Я с тоской гляжу на ребят и ищу глазами место, куда бы их положить, если начнут стрелять в окна. Но тут нет безопасного уголка: мостовая в уровень с окнами, и пули усеют все пространство. Теперь выгоднее было бы подняться в верхний этаж, но показаться в дверях — быть расстрелянным. Мне опять хочется расхохотаться. Я не гляжу на часы, прислоняюсь и засыпаю крепким, без сновидений, черным сном.
— Сидит, сидит за углом, где забор сходится с нашим домом... там удобно ему, не видно...
Этот зловещий шепот входит в мои уши и раскаленными каплями просачивается в мозг.
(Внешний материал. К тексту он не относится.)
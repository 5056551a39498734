/*
 * Responsibility
 * - Per-request association between a request and the token that authenticated it
 * - Consumed exactly once when the response is decorated
 *
 * Notes
 * - The scope is created fresh for every request and travels in the request
 *   extensions; it is dropped with the request.
 */
use std::sync::{Arc, Mutex, PoisonError};

use crate::services::{rate_limit::Identity, tokens::Token};

/// The token that authenticated the current request.
#[derive(Debug, Clone)]
pub struct AuthenticatedContext {
    pub token: Token,
}

#[derive(Debug, Default)]
struct ScopeState {
    context: Option<AuthenticatedContext>,
    // Parsed but rejected token; counted instead of the anonymous bucket.
    attempted: Option<Token>,
    consumed: bool,
}

/// Request-local slot shared between the authenticator and the decorator.
#[derive(Debug, Clone, Default)]
pub struct RequestScope {
    state: Arc<Mutex<ScopeState>>,
}

impl RequestScope {
    pub fn new() -> Self {
        Self::default()
    }

    pub fn record(&self, context: AuthenticatedContext) {
        let mut state = self.state.lock().unwrap_or_else(PoisonError::into_inner);
        state.context = Some(context);
    }

    pub fn record_attempt(&self, token: Token) {
        let mut state = self.state.lock().unwrap_or_else(PoisonError::into_inner);
        state.attempted = Some(token);
    }

    /// Read-and-clear. Yields the identity to count on the first call only.
    pub fn consume(&self) -> Option<Identity> {
        let mut state = self.state.lock().unwrap_or_else(PoisonError::into_inner);
        if state.consumed {
            return None;
        }
        state.consumed = true;

        let token = state
            .context
            .take()
            .map(|ctx| ctx.token)
            .or_else(|| state.attempted.take());

        Some(match token {
            Some(token) => Identity::Token(token.identity()),
            None => Identity::Anonymous,
        })
    }
}

#[cfg(test)]
mod tests {
    use super::*;

    #[test]
    fn unauthenticated_scope_is_anonymous_once() {
        let scope = RequestScope::new();
        assert_eq!(scope.consume(), Some(Identity::Anonymous));
        assert_eq!(scope.consume(), None);
    }

    #[test]
    fn authenticated_token_wins_over_attempts() {
        let scope = RequestScope::new();
        scope.record_attempt(Token::new("other"));
        scope.record(AuthenticatedContext {
            token: Token::new("tok-A"),
        });

        assert_eq!(
            scope.consume(),
            Some(Identity::Token(Token::new("tok-A").identity()))
        );
        assert_eq!(scope.consume(), None);
    }

    #[test]
    fn clones_share_the_same_slot() {
        let scope = RequestScope::new();
        let handle = scope.clone();
        handle.record_attempt(Token::new("rejected"));

        assert_eq!(
            scope.consume(),
            Some(Identity::Token(Token::new("rejected").identity()))
        );
        assert_eq!(handle.consume(), None);
    }
}
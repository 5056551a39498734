//! Pluggable policy filters.
//!
//! Each filter receives the computed default plus the in-flight request's
//! metadata and returns the value to use. Absent filters leave the default
//! untouched.
use std::{collections::HashSet, fmt, sync::Arc};

use axum::http::Method;

/// The slice of the in-flight request that filters are allowed to see.
#[derive(Debug, Clone)]
pub struct RequestMeta {
    pub method: Method,
    pub path: String,
}

impl RequestMeta {
    pub fn new(method: Method, path: impl Into<String>) -> Self {
        Self {
            method,
            path: path.into(),
        }
    }
}

pub type Filter<T> = Arc<dyn Fn(T, &RequestMeta) -> T + Send + Sync>;

#[derive(Clone, Default)]
pub struct Hooks {
    pub active_tokens: Option<Filter<HashSet<String>>>,
    pub disabled_tokens: Option<Filter<HashSet<String>>>,
    pub rate_limit: Option<Filter<u32>>,
    pub rate_window: Option<Filter<u64>>,
}

impl Hooks {
    pub fn with_active_tokens(
        mut self,
        f: impl Fn(HashSet<String>, &RequestMeta) -> HashSet<String> + Send + Sync + 'static,
    ) -> Self {
        self.active_tokens = Some(Arc::new(f));
        self
    }

    pub fn with_disabled_tokens(
        mut self,
        f: impl Fn(HashSet<String>, &RequestMeta) -> HashSet<String> + Send + Sync + 'static,
    ) -> Self {
        self.disabled_tokens = Some(Arc::new(f));
        self
    }

    pub fn with_rate_limit(
        mut self,
        f: impl Fn(u32, &RequestMeta) -> u32 + Send + Sync + 'static,
    ) -> Self {
        self.rate_limit = Some(Arc::new(f));
        self
    }

    pub fn with_rate_window(
        mut self,
        f: impl Fn(u64, &RequestMeta) -> u64 + Send + Sync + 'static,
    ) -> Self {
        self.rate_window = Some(Arc::new(f));
        self
    }
}

pub fn apply<T>(filter: Option<&Filter<T>>, value: T, meta: &RequestMeta) -> T {
    match filter {
        Some(f) => f(value, meta),
        None => value,
    }
}

impl fmt::Debug for Hooks {
    fn fmt(&self, f: &mut fmt::Formatter<'_>) -> fmt::Result {
        f.debug_struct("Hooks")
            .field("active_tokens", &self.active_tokens.is_some())
            .field("disabled_tokens", &self.disabled_tokens.is_some())
            .field("rate_limit", &self.rate_limit.is_some())
            .field("rate_window", &self.rate_window.is_some())
            .finish()
    }
}
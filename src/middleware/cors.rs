//! CORS policy for browser clients.
//!
//! Policy:
//! - Development: permissive (Allow-Origin: *), WITHOUT credentials.
//! - Production: allowlist origins from Config (comma-separated env var), WITHOUT credentials.
//! - The rate/telemetry headers are exposed so browser agents can read them.

use axum::Router;
use axum::http::{HeaderName, HeaderValue, Method, header};
use tower_http::cors::{AllowOrigin, Any, CorsLayer};

use crate::config::Config;
use crate::services::decorator::{BUILD_HEADER, LIMIT_HEADER, REMAINING_HEADER, RESET_HEADER};

/// Apply CORS policy to the given Router.
///
/// IMPORTANT:
/// - Do not combine wildcard origin (`Any`) with `allow_credentials(true)`.
pub fn apply(router: Router, config: &Config) -> Router {
    let cors = if config.app_env.is_production() {
        // An empty allowlist allows nothing.
        let allowed: Vec<HeaderValue> = config
            .cors_allowed_origins
            .iter()
            .filter_map(|s| HeaderValue::from_str(s).ok())
            .collect();

        let allow_origin = AllowOrigin::predicate(move |origin: &HeaderValue, _req| {
            allowed.iter().any(|v| v == origin)
        });

        CorsLayer::new().allow_origin(allow_origin)
    } else {
        CorsLayer::new().allow_origin(Any)
    }
    .allow_methods([Method::GET, Method::OPTIONS])
    .allow_headers([
        header::AUTHORIZATION,
        header::CONTENT_TYPE,
        header::ACCEPT,
        HeaderName::from_static("x-request-id"),
    ])
    .expose_headers([
        BUILD_HEADER,
        LIMIT_HEADER,
        REMAINING_HEADER,
        RESET_HEADER,
        HeaderName::from_static("x-request-id"),
    ])
    .max_age(std::time::Duration::from_secs(60 * 10));

    router.layer(cors)
}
И на меня смотрят хитро злые глаза под хитро поднятыми бровями и голое морщинистое лицо, все перекошенное хитрой и злобной улыбкой.
— ...Он ждет только, чтоб помучить нас... Он наслаждается нашими лицами, нашей мукой ожидания...
— Да зачем ему...
— ...А!.. хи-хи-хи, как же зачем?.. Весь черный, обугленный... Все сгорело: столы, кровати, платье, дети, жена... И он не может смотреть равнодушно на наших детей... гнездится там... и...
И в мои глаза близко-близко впиваются злорадно сверкающие зрачки под косо поднятыми бровями, и заглядывает голое, морщинистое, перекошенное лицо.
— ... И выстрелит два раза в воздух!..
Я стряхиваю теребящие меня за плечи крючковатые, костлявые пальцы.
«Настанет день, и все кончится, и все будет по-прежнему, но останется безумие...»
* * *
Никогда не встречал я с таким ужасом счастья брезжущий день, как теперь. Я вскочил и торопливо одел детей.
— Ну что, можно уходить? — с замиранием спросил я, прислушиваясь к одиночным выстрелам. Конечно, ручаться нельзя... — говорит дворник. — Руки кверху, и зараз надо... Никак, опять начинают...
Я схватываю за руки мальчиков и выскакиваю из подвала. Вид обугленного пожарища и разрушения поражает.
Прокаленный мороз перехватывает дыхание. Маленький зевает, как вытащенная рыба, задыхаясь и выпучив глазенки, и изо всех сил бежит рядом, торопливо семеня ножками.
— Папа, — говорит старший, испуганно озираясь, и так же бежит рысцой возле меня, — в нас выстрелят?
— Нет, нет... Только скорей... скорей, детки... Скорей… скорей, пожалуйста!..
В забор сухо плюхает шальная пуля. Я каждую секунду жду сзади залпа. Раздражающе звонко хрустит снег.